Wednesday, January 30, 2008

Gordon Brown's Britain

We can't see the webmaster, outsource manager, feng shui advisor or diversity consultant - but they are probably all off on an inclusivity training course somewhere.

Sunday, January 20, 2008

Now what?

TMP takes no great delight in being proved right. We would have preferred our leaders to pay attention somewhat sooner to the warnings from this page (and countless others) and start to do something to prove TMP wrong, but that is clearly not going to happen. Arguably there is nothing they could have done about Billy-Bob's mis-sold mortgage in Tennessee, but they could have handled the Northern Rock situation with more commercial aplomb, and less costly sanctimony.

And they certainly could have ensured there was just a little slack in the UK system when it was so obvious for so long that the country was living way beyond its means. Saving the half of the NHS budget that most health care professionals now agree is being wasted, would be a good start. A responsible government that was aware that both the US and UK economies were built on sand, should have begun to throttle back on a lot of the other state-funded irrelevance that is currently producing a fresh round of tax hikes and employment impositions. UK businesses need extra costs piled on top of the energy price hikes imposed from utility owners in France and Germany like a hole in the head. Meantime the US administration is planning on handing back £400 to each taxpayer in an effort to stave off recession.
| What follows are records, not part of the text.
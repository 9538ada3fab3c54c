use anyhow::Result;
use std::path::Path;

use tubethread::config::Config;
use tubethread::error::Error;

pub fn check_config(path: &Path) -> Result<()> {
    let config = Config::from_file(path)
        .and_then(|config| config.validate().map(|()| config))
        .map_err(|e| Error::config(format!("{e:#}")))?;

    tracing::info!(path = %path.display(), "config is valid");

    println!("# {} (valid)", path.display());
    print!("{}", config.to_toml()?);
    Ok(())
}
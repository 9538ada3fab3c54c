//! Position of the next element to read

use crate::driver::{Control, Field, Locator};

/// `(thread_index, reply_index)` coordinate into the comment section
///
/// Every locator the traversal uses is derived from the cursor at the moment
/// of use, so no element handle outlives a page mutation.
#[derive(Debug, Clone, Copy, Default, PartialEq, Eq)]
pub struct TraversalCursor {
    /// 0-based index of the thread being read
    pub thread_index: usize,

    /// 0-based index of the next reply within the open thread
    pub reply_index: usize,
}

impl TraversalCursor {
    pub fn new() -> Self {
        Self::default()
    }

    /// Locator for a field of the current thread's top-level comment
    pub fn thread_locator(&self, field: Field) -> Locator {
        Locator::Thread {
            thread: self.thread_index,
            field,
        }
    }

    /// Locator for a field of the current reply
    pub fn reply_locator(&self, field: Field) -> Locator {
        Locator::Reply {
            thread: self.thread_index,
            reply: self.reply_index,
            field,
        }
    }

    /// Locator for a panel control of the current thread
    pub fn control(&self, control: Control) -> Locator {
        Locator::Control {
            thread: self.thread_index,
            control,
        }
    }

    /// Move to the next reply in the open thread
    pub fn advance_reply(&mut self) {
        self.reply_index += 1;
    }

    /// Close the current thread: reset the reply index and move to the next thread
    pub fn finish_thread(&mut self) {
        self.reply_index = 0;
        self.thread_index += 1;
    }

    /// 1-based thread number, as shown in logs
    pub fn thread_number(&self) -> usize {
        self.thread_index + 1
    }

    /// 1-based reply number, as shown in logs
    pub fn reply_number(&self) -> usize {
        self.reply_index + 1
    }
}
//! tubethread - comment thread scraper for video watch pages
//!
//! Drives a real browser through a watch page's comment section and turns it
//! into structured records: one per top-level thread, with every reply
//! attached, optionally filtered by a regular expression.
//!
//! # Architecture
//!
//! The library is organized into several modules:
//!
//! - [`config`] - Configuration management and settings
//! - [`driver`] - Page driver abstraction and the Chrome implementation
//! - [`traversal`] - Thread/reply state machine, limits and filtering
//! - [`models`] - Comment records and run statistics
//! - [`storage`] - JSON Lines output
//! - [`utils`] - URL validation, count parsing and retry helpers
//!
//! # Example
//!
//! ```no_run
//! use tubethread::config::Config;
//! use tubethread::driver::ChromeDriver;
//! use tubethread::traversal::{CommentIterator, TraversalSettings};
//!
//! #[tokio::main]
//! async fn main() -> anyhow::Result<()> {
//!     let config = Config::from_env()?;
//!     let driver = ChromeDriver::launch(&config.browser, &config.waits).await?;
//!     let settings = TraversalSettings::from_config(&config.scrape, &config.waits)?;
//!
//!     let mut comments = CommentIterator::new(driver, settings);
//!     while let Some(outcome) = comments.next().await {
//!         if let Some(record) = outcome.record() {
//!             println!("{}: {}", record.commenter, record.content);
//!         }
//!     }
//!     Ok(())
//! }
//! ```

pub mod config;
pub mod driver;
pub mod error;
pub mod models;
pub mod storage;
pub mod traversal;
pub mod utils;

/// Re-export commonly used types
pub mod prelude {
    pub use crate::config::Config;
    pub use crate::driver::{ChromeDriver, PageDriver};
    pub use crate::error::{Error, ErrorCategory, Result};
    pub use crate::models::{CommentRecord, ReplyRecord, ScrapeStats, ThreadOutcome};
    pub use crate::storage::JsonLinesWriter;
    pub use crate::traversal::{CommentIterator, Termination, TraversalSettings};
}

// Direct re-exports for convenience
pub use models::{CommentRecord, ReplyRecord, ScrapeStats, ThreadOutcome};
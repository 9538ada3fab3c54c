//! Retry with exponential backoff
//!
//! Used for the few steps where a transient browser failure is worth a second
//! attempt (launching Chrome, loading the watch page). Element waits are
//! bounded polls and never go through here.

use futures::future::BoxFuture;
use std::fmt::Display;
use std::future::Future;
use std::ops::ControlFlow;
use std::time::Duration;
use tracing::{debug, warn};

/// Configuration for retry behavior
#[derive(Debug, Clone, PartialEq)]
pub struct RetryConfig {
    /// Maximum number of retry attempts after the first try
    pub max_retries: u32,

    /// Base delay in milliseconds for exponential backoff
    pub base_delay_ms: u64,

    /// Maximum delay in milliseconds (caps exponential growth)
    pub max_delay_ms: u64,

    /// Multiplier for exponential backoff
    pub backoff_multiplier: f64,
}

impl Default for RetryConfig {
    fn default() -> Self {
        Self {
            max_retries: 2,
            base_delay_ms: 1000,
            max_delay_ms: 10_000,
            backoff_multiplier: 2.0,
        }
    }
}

impl RetryConfig {
    /// Create a retry configuration with custom max retries
    pub fn new(max_retries: u32) -> Self {
        Self {
            max_retries,
            ..Default::default()
        }
    }

    /// A configuration that never retries
    pub fn none() -> Self {
        Self::new(0)
    }

    /// Delay before the given attempt (attempt 0 runs immediately)
    pub fn delay_for(&self, attempt: u32) -> Duration {
        if attempt == 0 {
            return Duration::ZERO;
        }

        let exponential =
            self.base_delay_ms as f64 * self.backoff_multiplier.powi((attempt - 1) as i32);
        Duration::from_millis((exponential as u64).min(self.max_delay_ms))
    }
}

/// Run `operation` until it succeeds, retries run out, or `should_retry`
/// rejects the error
///
/// Returns the last error when every attempt failed.
pub async fn retry_if<T, E, F, Fut, P>(
    config: &RetryConfig,
    operation_name: &str,
    mut operation: F,
    should_retry: P,
) -> Result<T, E>
where
    F: FnMut() -> Fut,
    Fut: Future<Output = Result<T, E>>,
    E: Display,
    P: Fn(&E) -> bool,
{
    let mut attempt = 0;

    loop {
        backoff(config, operation_name, attempt).await;

        let result = operation().await;
        match settle(config, operation_name, attempt, result, &should_retry) {
            ControlFlow::Break(result) => return result,
            ControlFlow::Continue(()) => attempt += 1,
        }
    }
}

/// Like [`retry_if`], for operations that borrow mutable state
///
/// Each attempt gets `context` reborrowed for the lifetime of its future, so
/// the operation can call `&mut self` methods on it.
pub async fn retry_with_context<C, T, E, F, P>(
    config: &RetryConfig,
    operation_name: &str,
    context: &mut C,
    mut operation: F,
    should_retry: P,
) -> Result<T, E>
where
    C: ?Sized,
    F: for<'c> FnMut(&'c mut C) -> BoxFuture<'c, Result<T, E>>,
    E: Display,
    P: Fn(&E) -> bool,
{
    let mut attempt = 0;

    loop {
        backoff(config, operation_name, attempt).await;

        let result = operation(&mut *context).await;
        match settle(config, operation_name, attempt, result, &should_retry) {
            ControlFlow::Break(result) => return result,
            ControlFlow::Continue(()) => attempt += 1,
        }
    }
}

async fn backoff(config: &RetryConfig, operation_name: &str, attempt: u32) {
    let delay = config.delay_for(attempt);
    if !delay.is_zero() {
        debug!(
            operation = operation_name,
            attempt,
            delay_ms = delay.as_millis() as u64,
            "Retrying after delay"
        );
        tokio::time::sleep(delay).await;
    }
}

/// Return the result, or continue when the error may be retried
fn settle<T, E, P>(
    config: &RetryConfig,
    operation_name: &str,
    attempt: u32,
    result: Result<T, E>,
    should_retry: &P,
) -> ControlFlow<Result<T, E>>
where
    E: Display,
    P: Fn(&E) -> bool,
{
    match result {
        Ok(value) => {
            if attempt > 0 {
                debug!(operation = operation_name, attempt, "Succeeded after retry");
            }
            ControlFlow::Break(Ok(value))
        }
        Err(e) if attempt < config.max_retries && should_retry(&e) => {
            warn!(
                operation = operation_name,
                attempt,
                max_retries = config.max_retries,
                error = %e,
                "Operation failed, will retry"
            );
            ControlFlow::Continue(())
        }
        Err(e) => ControlFlow::Break(Err(e)),
    }
}

/// Retry every error
pub async fn with_retry<T, E, F, Fut>(
    config: &RetryConfig,
    operation_name: &str,
    operation: F,
) -> Result<T, E>
where
    F: FnMut() -> Fut,
    Fut: Future<Output = Result<T, E>>,
    E: Display,
{
    retry_if(config, operation_name, operation, |_| true).await
}
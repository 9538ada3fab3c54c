//! Unified error handling for the tubethread crate
//!
//! The traversal itself never returns errors to its caller (failures end the
//! sequence and leave a [`FailureRecord`](crate::traversal::FailureRecord)).
//! This type covers what happens before it starts: loading configuration,
//! compiling the filter and launching the browser. Its category picks the
//! process exit status.

use thiserror::Error;

pub use crate::driver::DriverError;

/// Classification of errors for handling strategies
#[derive(Debug, Clone, Copy, PartialEq, Eq, Hash)]
pub enum ErrorCategory {
    /// Browser launch and page driving
    Browser,
    /// Configuration and validation errors
    Config,
}

impl ErrorCategory {
    /// Process exit status for a command that failed with this category
    pub fn exit_code(&self) -> u8 {
        match self {
            Self::Config => 2,
            Self::Browser => 3,
        }
    }
}

/// Unified error type for the tubethread crate
#[derive(Error, Debug)]
pub enum Error {
    /// Browser and page driver errors
    #[error("Browser error: {0}")]
    Driver(#[from] DriverError),

    /// Invalid filter pattern
    #[error("Invalid filter pattern: {0}")]
    Pattern(#[from] regex::Error),

    /// Configuration errors
    #[error("Config error: {0}")]
    Config(String),
}

impl Error {
    /// Create a configuration error
    pub fn config(msg: impl Into<String>) -> Self {
        Self::Config(msg.into())
    }

    /// Get the error category for handling strategies
    pub fn category(&self) -> ErrorCategory {
        match self {
            Self::Driver(_) => ErrorCategory::Browser,
            Self::Pattern(_) | Self::Config(_) => ErrorCategory::Config,
        }
    }
}

/// Exit status for an application error
///
/// Looks through any `.context(...)` layers for an [`Error`]. Anything else,
/// including a traversal that ended with a failure, exits with 1.
pub fn exit_code(err: &anyhow::Error) -> u8 {
    err.downcast_ref::<Error>()
        .map_or(1, |e| e.category().exit_code())
}

/// Result type alias using the unified Error type
pub type Result<T> = std::result::Result<T, Error>;
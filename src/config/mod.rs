//! Configuration management for tubethread
//!
//! This module handles loading and validating configuration from environment
//! variables, TOML files, and command-line overrides.

use anyhow::{Context, Result};
use serde::{Deserialize, Serialize};
use std::path::{Path, PathBuf};
use std::time::Duration;

use crate::traversal::aggregator::ContentFilter;
use crate::traversal::limit::TimeLimit;
use crate::utils::retry::RetryConfig;
use crate::utils::validate_video_url;

/// Main configuration structure
#[derive(Debug, Clone, Default, PartialEq, Serialize, Deserialize)]
pub struct Config {
    /// What to scrape and when to stop
    #[serde(default)]
    pub scrape: ScrapeConfig,

    /// Browser launch settings
    #[serde(default)]
    pub browser: BrowserConfig,

    /// Bounded wait timeouts
    #[serde(default)]
    pub waits: WaitConfig,

    /// Logging configuration
    #[serde(default)]
    pub logging: LoggingConfig,
}

/// Scrape target, limits and filter
#[derive(Debug, Clone, Default, PartialEq, Eq, Serialize, Deserialize)]
pub struct ScrapeConfig {
    /// Video page to read comments from
    #[serde(default)]
    pub target_url: String,

    /// Maximum number of comment threads (replies not counted).
    /// Defaults to the comment count the page advertises.
    #[serde(default)]
    pub thread_limit: Option<usize>,

    /// Case-insensitive regular expression; threads with no matching comment are skipped
    #[serde(default)]
    pub filter_pattern: Option<String>,

    /// Wall-clock limit for the run (all zero = none)
    #[serde(default)]
    pub time_limit: TimeLimit,
}

/// Browser launch settings
#[derive(Debug, Clone, PartialEq, Eq, Serialize, Deserialize)]
#[serde(default)]
pub struct BrowserConfig {
    /// Run without a visible window
    pub headless: bool,

    /// Explicit Chrome/Chromium executable
    pub chrome_path: Option<PathBuf>,

    /// Viewport width in pixels
    pub viewport_width: u32,

    /// Viewport height in pixels
    pub viewport_height: u32,

    /// Extra command-line arguments for Chrome
    pub chrome_args: Vec<String>,

    /// CDP request timeout in seconds
    pub navigation_timeout_secs: u64,
}

/// Bounded wait settings
#[derive(Debug, Clone, PartialEq, Eq, Serialize, Deserialize)]
#[serde(default)]
pub struct WaitConfig {
    /// Wait for the title and comment count landmarks
    pub page_load_secs: u64,

    /// Wait for the next thread to render
    pub thread_secs: u64,

    /// Wait for a reply to render after expanding or loading more
    pub reply_secs: u64,

    /// Interval between element checks while waiting
    pub poll_interval_ms: u64,

    /// Hover pause before a click
    pub click_pause_ms: u64,

    /// Extra attempts for launching the browser and loading the page
    pub navigation_retries: u32,
}

/// Logging configuration
#[derive(Debug, Clone, PartialEq, Eq, Serialize, Deserialize)]
#[serde(default)]
pub struct LoggingConfig {
    /// Log level (trace, debug, info, warn, error)
    pub level: String,

    /// Log format (text, json)
    pub format: String,

    /// Write traversal step traces to a file
    pub diagnostics_enabled: bool,

    /// Destination of the step traces
    pub diagnostics_destination: PathBuf,
}

impl Default for BrowserConfig {
    fn default() -> Self {
        Self {
            headless: true,
            chrome_path: None,
            viewport_width: 1920,
            viewport_height: 1080,
            chrome_args: Vec::new(),
            navigation_timeout_secs: 30,
        }
    }
}

impl Default for WaitConfig {
    fn default() -> Self {
        Self {
            page_load_secs: 10,
            thread_secs: 20,
            reply_secs: 20,
            poll_interval_ms: 100,
            click_pause_ms: 500,
            navigation_retries: 2,
        }
    }
}

impl Default for LoggingConfig {
    fn default() -> Self {
        Self {
            level: String::from("info"),
            format: String::from("text"),
            diagnostics_enabled: false,
            diagnostics_destination: PathBuf::from("debug.log"),
        }
    }
}

impl WaitConfig {
    pub fn page_load_timeout(&self) -> Duration {
        Duration::from_secs(self.page_load_secs)
    }

    pub fn thread_timeout(&self) -> Duration {
        Duration::from_secs(self.thread_secs)
    }

    pub fn reply_timeout(&self) -> Duration {
        Duration::from_secs(self.reply_secs)
    }

    pub fn poll_interval(&self) -> Duration {
        Duration::from_millis(self.poll_interval_ms)
    }

    pub fn click_pause(&self) -> Duration {
        Duration::from_millis(self.click_pause_ms)
    }

    /// Retry policy for launch and navigation
    pub fn retry_config(&self) -> RetryConfig {
        RetryConfig::new(self.navigation_retries)
    }
}

impl Config {
    /// Load configuration from environment variables
    ///
    /// Unset or unparsable variables fall back to the defaults.
    pub fn from_env() -> Result<Self> {
        let defaults = Self::default();

        let target_url = std::env::var("TUBETHREAD_URL").unwrap_or_default();

        let thread_limit = env_parse::<usize>("TUBETHREAD_THREAD_LIMIT");

        let filter_pattern = std::env::var("TUBETHREAD_FILTER")
            .ok()
            .filter(|p| !p.is_empty());

        let time_limit = TimeLimit {
            hours: env_parse("TUBETHREAD_HOURS").unwrap_or(0),
            minutes: env_parse("TUBETHREAD_MINUTES").unwrap_or(0),
            seconds: env_parse("TUBETHREAD_SECONDS").unwrap_or(0),
        };

        let headless = env_parse::<bool>("TUBETHREAD_HEADLESS").unwrap_or(defaults.browser.headless);

        let chrome_path = std::env::var("TUBETHREAD_CHROME_PATH").ok().map(PathBuf::from);

        let log_level =
            std::env::var("TUBETHREAD_LOG_LEVEL").unwrap_or_else(|_| String::from("info"));

        let log_format =
            std::env::var("TUBETHREAD_LOG_FORMAT").unwrap_or_else(|_| String::from("text"));

        let diagnostics_enabled = env_parse::<bool>("TUBETHREAD_DIAGNOSTICS").unwrap_or(false);

        let diagnostics_destination = std::env::var("TUBETHREAD_DIAGNOSTICS_FILE")
            .map(PathBuf::from)
            .unwrap_or(defaults.logging.diagnostics_destination);

        Ok(Self {
            scrape: ScrapeConfig {
                target_url,
                thread_limit,
                filter_pattern,
                time_limit,
            },
            browser: BrowserConfig {
                headless,
                chrome_path,
                ..defaults.browser
            },
            waits: defaults.waits,
            logging: LoggingConfig {
                level: log_level,
                format: log_format,
                diagnostics_enabled,
                diagnostics_destination,
            },
        })
    }

    /// Load configuration from a TOML file
    pub fn from_file(path: &Path) -> Result<Self> {
        let content = std::fs::read_to_string(path)
            .with_context(|| format!("Failed to read config file: {}", path.display()))?;

        let config: Self = toml::from_str(&content)
            .with_context(|| format!("Failed to parse TOML config file: {}", path.display()))?;

        Ok(config)
    }

    /// Validate configuration values
    pub fn validate(&self) -> Result<()> {
        if self.scrape.target_url.trim().is_empty() {
            anyhow::bail!("target_url is required");
        }

        validate_video_url(&self.scrape.target_url).context("Unsupported target_url")?;

        if let Some(pattern) = &self.scrape.filter_pattern {
            ContentFilter::new(pattern)
                .with_context(|| format!("Invalid filter_pattern: {pattern}"))?;
        }

        if self.scrape.time_limit.total_seconds().is_none() {
            let TimeLimit {
                hours,
                minutes,
                seconds,
            } = self.scrape.time_limit;
            anyhow::bail!("time_limit is too large: {hours}h {minutes}m {seconds}s");
        }

        if self.waits.poll_interval_ms == 0 {
            anyhow::bail!("poll_interval_ms must be greater than 0");
        }

        if self.browser.viewport_width == 0 || self.browser.viewport_height == 0 {
            anyhow::bail!("viewport dimensions must be greater than 0");
        }

        match self.logging.format.as_str() {
            "text" | "json" => {}
            other => anyhow::bail!("Unknown log format: {other} (expected text or json)"),
        }

        Ok(())
    }

    /// Serialize to TOML, e.g. for `check-config`
    pub fn to_toml(&self) -> Result<String> {
        toml::to_string_pretty(self).context("Failed to serialize config")
    }
}

fn env_parse<T: std::str::FromStr>(key: &str) -> Option<T> {
    std::env::var(key).ok().and_then(|v| v.trim().parse::<T>().ok())
}

#[cfg(test)]
mod tests {
    use super::*;
    use serial_test::serial;

    fn valid_config() -> Config {
        let mut config = Config::default();
        config.scrape.target_url = String::from("https://www.youtube.com/watch?v=abc123");
        config
    }

    #[test]
    fn test_default_requires_url() {
        let config = Config::default();
        assert!(config.validate().is_err());
        assert!(valid_config().validate().is_ok());
    }

    #[test]
    fn test_shorts_rejected() {
        let mut config = valid_config();
        config.scrape.target_url = String::from("https://www.youtube.com/shorts/abc");
        assert!(config.validate().is_err());
    }

    #[test]
    fn test_invalid_filter_rejected() {
        let mut config = valid_config();
        config.scrape.filter_pattern = Some(String::from("[oops"));
        let err = config.validate().unwrap_err();
        assert!(err.to_string().contains("filter_pattern"));
    }

    #[test]
    fn test_oversized_time_limit_rejected() {
        let mut config = valid_config();
        config.scrape.time_limit = TimeLimit::new(u64::MAX, 0, 0);
        let err = config.validate().unwrap_err();
        assert!(err.to_string().contains("time_limit"));

        config.scrape.time_limit = TimeLimit::new(24, 90, 90);
        assert!(config.validate().is_ok());
    }

    #[test]
    fn test_zero_poll_interval_rejected() {
        let mut config = valid_config();
        config.waits.poll_interval_ms = 0;
        assert!(config.validate().is_err());
    }

    #[test]
    fn test_unknown_log_format_rejected() {
        let mut config = valid_config();
        config.logging.format = String::from("xml");
        assert!(config.validate().is_err());
    }

    #[test]
    fn test_wait_durations() {
        let waits = WaitConfig::default();
        assert_eq!(waits.page_load_timeout(), Duration::from_secs(10));
        assert_eq!(waits.thread_timeout(), Duration::from_secs(20));
        assert_eq!(waits.reply_timeout(), Duration::from_secs(20));
        assert_eq!(waits.click_pause(), Duration::from_millis(500));
        assert_eq!(waits.retry_config().max_retries, 2);
    }

    #[test]
    fn test_partial_toml_uses_defaults() {
        let toml = r#"
            [scrape]
            target_url = "https://www.youtube.com/watch?v=abc"
            thread_limit = 5

            [scrape.time_limit]
            minutes = 3
        "#;
        let config: Config = toml::from_str(toml).unwrap();
        assert_eq!(config.scrape.thread_limit, Some(5));
        assert_eq!(config.scrape.time_limit, TimeLimit::new(0, 3, 0));
        assert_eq!(config.waits, WaitConfig::default());
        assert!(config.browser.headless);
        assert_eq!(
            config.logging.diagnostics_destination,
            PathBuf::from("debug.log")
        );
    }

    #[test]
    fn test_toml_round_trip() {
        let mut config = valid_config();
        config.scrape.filter_pattern = Some(String::from("great"));
        let text = config.to_toml().unwrap();
        let parsed: Config = toml::from_str(&text).unwrap();
        assert_eq!(parsed, config);
    }

    #[test]
    #[serial]
    fn test_from_env() {
        std::env::set_var("TUBETHREAD_URL", "https://www.youtube.com/watch?v=env");
        std::env::set_var("TUBETHREAD_THREAD_LIMIT", "7");
        std::env::set_var("TUBETHREAD_FILTER", "hello");
        std::env::set_var("TUBETHREAD_MINUTES", "2");
        std::env::set_var("TUBETHREAD_DIAGNOSTICS", "true");

        let config = Config::from_env().unwrap();

        std::env::remove_var("TUBETHREAD_URL");
        std::env::remove_var("TUBETHREAD_THREAD_LIMIT");
        std::env::remove_var("TUBETHREAD_FILTER");
        std::env::remove_var("TUBETHREAD_MINUTES");
        std::env::remove_var("TUBETHREAD_DIAGNOSTICS");

        assert_eq!(config.scrape.target_url, "https://www.youtube.com/watch?v=env");
        assert_eq!(config.scrape.thread_limit, Some(7));
        assert_eq!(config.scrape.filter_pattern.as_deref(), Some("hello"));
        assert_eq!(config.scrape.time_limit, TimeLimit::new(0, 2, 0));
        assert!(config.logging.diagnostics_enabled);
        assert!(config.validate().is_ok());
    }

    #[test]
    #[serial]
    fn test_from_env_defaults() {
        std::env::remove_var("TUBETHREAD_THREAD_LIMIT");
        std::env::remove_var("TUBETHREAD_HEADLESS");
        let config = Config::from_env().unwrap();
        assert_eq!(config.scrape.thread_limit, None);
        assert!(config.browser.headless);
        assert_eq!(config.waits, WaitConfig::default());
    }
}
It seems possible that a large part of the immediate problem the UK now faces is attributable to Gordon Brown having reached the point where he was ready and willing to do ANYTHING in his battle to oust Tony Blair. He took the eye off the economic ball immediately after the last election was in the bag in order to concentrate on railroading Tony out of No. 10. The news that his long term deputy and "doer of his bidding" Alistair Darling - Gordon's "mini me" - is in charge at treasury is additionally disquieting. At least in the Blair/Brown days there was a frisson that kept them both on their toes, but now Gordon has all the levers of government, his micro-management style and circle of hand-picked yes-people is unlikely to tell him too many home truths. So TMP will do its public duty instead:

The credit-fuelled party is over, and like everything else these days, the ensuing troubles are now on a global scale. Once upon a time, previous spendthrift Labour administrations were able to resolve the local difficulty with the UK economy and balance of trade by going cap in hand to the famous Gnomes from Zurich and blaming them for the unpopular measures that followed. Gordon thinks bigger, and goes cap in hand to make nice with the Chinese to see if they want to own the UK economy as a lever that is handily located between the USA and Europe.

So we may yet be grateful for Brown's past as a communist student agitator if that helps him reassure the Chinese he is one of them at heart, and they take pity. Maybe they'll sell us a "slightly used, one careful owner, never raced or rallied Olympic Games" at a fat discount..?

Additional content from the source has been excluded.